The U.S. Food and Drug Administration approved GlaxoSmithKline’s Promacta (eltrombopag), the first oral thrombopoietin receptor agonist indicated for the treatment of thrombocytopenia in patients with chronic immune thrombocytopenic purpura (ITP).

ITP is an autoimmune disease which results in low blood platelet counts. Because platelets contribute to blood clotting, patients with low counts bleed more easily than others, heal more slowly and bruise more often. About 60,000 U.S. adults have chronic ITP.

The drug was discovered as a result of research collaboration between Glaxo and Ligand Pharmaceuticals Inc. The London-based company said that will launch Promacta next week.

Promacta will compete with Amgen Inc’s Nplate, drug that was granted approval last August.

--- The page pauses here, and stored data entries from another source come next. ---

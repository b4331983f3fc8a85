//! Task commands: add, show, update, rm, list, comment

use crate::cli::GlobalOptions;
use crate::dependency::DanglingReference;
use crate::error::Result;
use crate::output::Message;
use crate::task::{NewTask, Task, TaskFilter, TaskPatch};

/// Options for `tasktracker add`
pub struct AddOptions {
    pub title: String,
    pub description: Option<String>,
    pub category: Option<String>,
    pub status: Option<String>,
    pub priority: Option<String>,
    pub effort: Option<String>,
    pub files: Vec<String>,
}

/// Options for `tasktracker update`
pub struct UpdateOptions {
    pub id: u64,
    pub title: Option<String>,
    pub description: Option<String>,
    pub category: Option<String>,
    pub status: Option<String>,
    pub priority: Option<String>,
    pub effort: Option<String>,
    pub clear_effort: bool,
    pub files: Vec<String>,
}

/// Options for `tasktracker list`
pub struct ListOptions {
    pub status: Option<String>,
    pub category: Option<String>,
    pub priority: Option<String>,
    pub text: Option<String>,
}

#[derive(serde::Serialize)]
struct ListReport {
    total: usize,
    tasks: Vec<Task>,
}

#[derive(serde::Serialize)]
struct RemovedReport {
    task: Task,
    /// Edges that now point at the removed id
    dangling: Vec<DanglingReference>,
}

pub fn run_add(global: &GlobalOptions, options: AddOptions) -> Result<()> {
    let mut store = global.open_store()?;

    let new = NewTask {
        title: options.title,
        description: options.description,
        category: options.category,
        status: options.status,
        priority: options.priority,
        effort: options.effort,
        related_files: options.files,
    };
    let task = store.create_task(new)?;

    let mut message = task_message(format!("Created task {}", task.id), &task);
    message.hint(format!("tasktracker show {}", task.id));
    global.reply(&mut store, &task, &message)
}

pub fn run_show(global: &GlobalOptions, id: u64, archived: bool) -> Result<()> {
    let mut store = global.open_store()?;
    let task = if archived {
        store.get_archived(id)?
    } else {
        store.get_task(id)?
    };

    let mut message = task_message(format!("Task {}: {}", task.id, task.title), &task);
    if !task.description.is_empty() {
        message.line(task.description.clone());
    }
    for comment in &task.comments {
        message.line(format!(
            "[{}] {}: {}",
            comment.timestamp.format("%Y-%m-%d %H:%M"),
            comment.author,
            comment.text
        ));
    }
    for checklist in &task.checklists {
        message.line(format!(
            "{} ({}/{})",
            checklist.title,
            checklist.completed_count(),
            checklist.items.len()
        ));
    }
    global.reply(&mut store, &task, &message)
}

pub fn run_update(global: &GlobalOptions, options: UpdateOptions) -> Result<()> {
    let mut store = global.open_store()?;

    let mut patch = TaskPatch {
        title: options.title,
        description: options.description,
        category: options.category,
        status: options.status,
        priority: options.priority,
        ..TaskPatch::default()
    };
    if options.clear_effort {
        patch.effort = Some(None);
    } else if let Some(effort) = options.effort {
        patch.effort = Some(Some(effort));
    }
    if !options.files.is_empty() {
        patch.related_files = Some(options.files);
    }

    let task = store.update_task(options.id, patch)?;
    let message = task_message(format!("Updated task {}", task.id), &task);
    global.reply(&mut store, &task, &message)
}

pub fn run_rm(global: &GlobalOptions, id: u64) -> Result<()> {
    let mut store = global.open_store()?;
    let task = store.delete_task(id)?;
    let dangling: Vec<DanglingReference> = store
        .dangling_dependencies()?
        .into_iter()
        .filter(|edge| edge.missing.contains(&id))
        .collect();

    let mut message = Message::new(format!("Deleted task {}: {}", task.id, task.title));
    if !dangling.is_empty() {
        message
            .note(format!("{} dependency edge(s) now reference task {id}", dangling.len()))
            .hint("tasktracker dep ls");
    }

    let report = RemovedReport { task, dangling };
    global.reply(&mut store, &report, &message)
}

pub fn run_list(global: &GlobalOptions, options: ListOptions) -> Result<()> {
    let mut store = global.open_store()?;

    let filter = TaskFilter {
        status: options.status,
        category: options.category,
        priority: options.priority,
        text: options.text,
        ..TaskFilter::default()
    };
    let tasks = store.filter_tasks(&filter)?;

    let mut message = Message::new(format!("{} task(s)", tasks.len()));
    for task in &tasks {
        message.line(task_line(task));
    }
    if tasks.is_empty() {
        message.hint("tasktracker add \"<title>\"");
    }

    let report = ListReport {
        total: tasks.len(),
        tasks,
    };
    global.reply(&mut store, &report, &message)
}

pub fn run_comment(
    global: &GlobalOptions,
    id: u64,
    author: Option<&str>,
    text: &str,
) -> Result<()> {
    let mut store = global.open_store()?;
    let task = store.add_comment(id, author, text)?;

    let mut message = Message::new(format!("Commented on task {}", task.id));
    if let Some(comment) = task.comments.last() {
        message
            .field("author", comment.author.clone())
            .field("comments", task.comments.len().to_string());
    }
    global.reply(&mut store, &task, &message)
}

pub(crate) fn task_line(task: &Task) -> String {
    format!(
        "#{} [{}] {} ({}, {})",
        task.id, task.status, task.title, task.category, task.priority
    )
}

fn task_message(headline: String, task: &Task) -> Message {
    let mut message = Message::new(headline);
    message
        .field("title", task.title.clone())
        .field("status", task.status.clone())
        .field("category", task.category.clone())
        .field("priority", task.priority.clone());
    if let Some(effort) = &task.effort {
        message.field("effort", effort.clone());
    }
    if !task.related_files.is_empty() {
        message.field("files", task.related_files.join(", "));
    }
    message
}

However, financial perspectives are better for Glaxo eltrompopag.

According to Rodman & Renshaw’s Michael King, Amgen’s Nplate sales could reach $ 117 million dollars in 2009. Citigroup analysts estimated that GlaxoSmithKline' s Promacta, if approved, has potential sales for $ 510 million dollars for 2012.

Just as it happened with Nplate, Promacta will only be given when other treatments do not offer clinical results (such as corticosteroids, immunoglobulins or splenectomy)

The drug will be filed in Europe before the end of the year (as Revolade brand).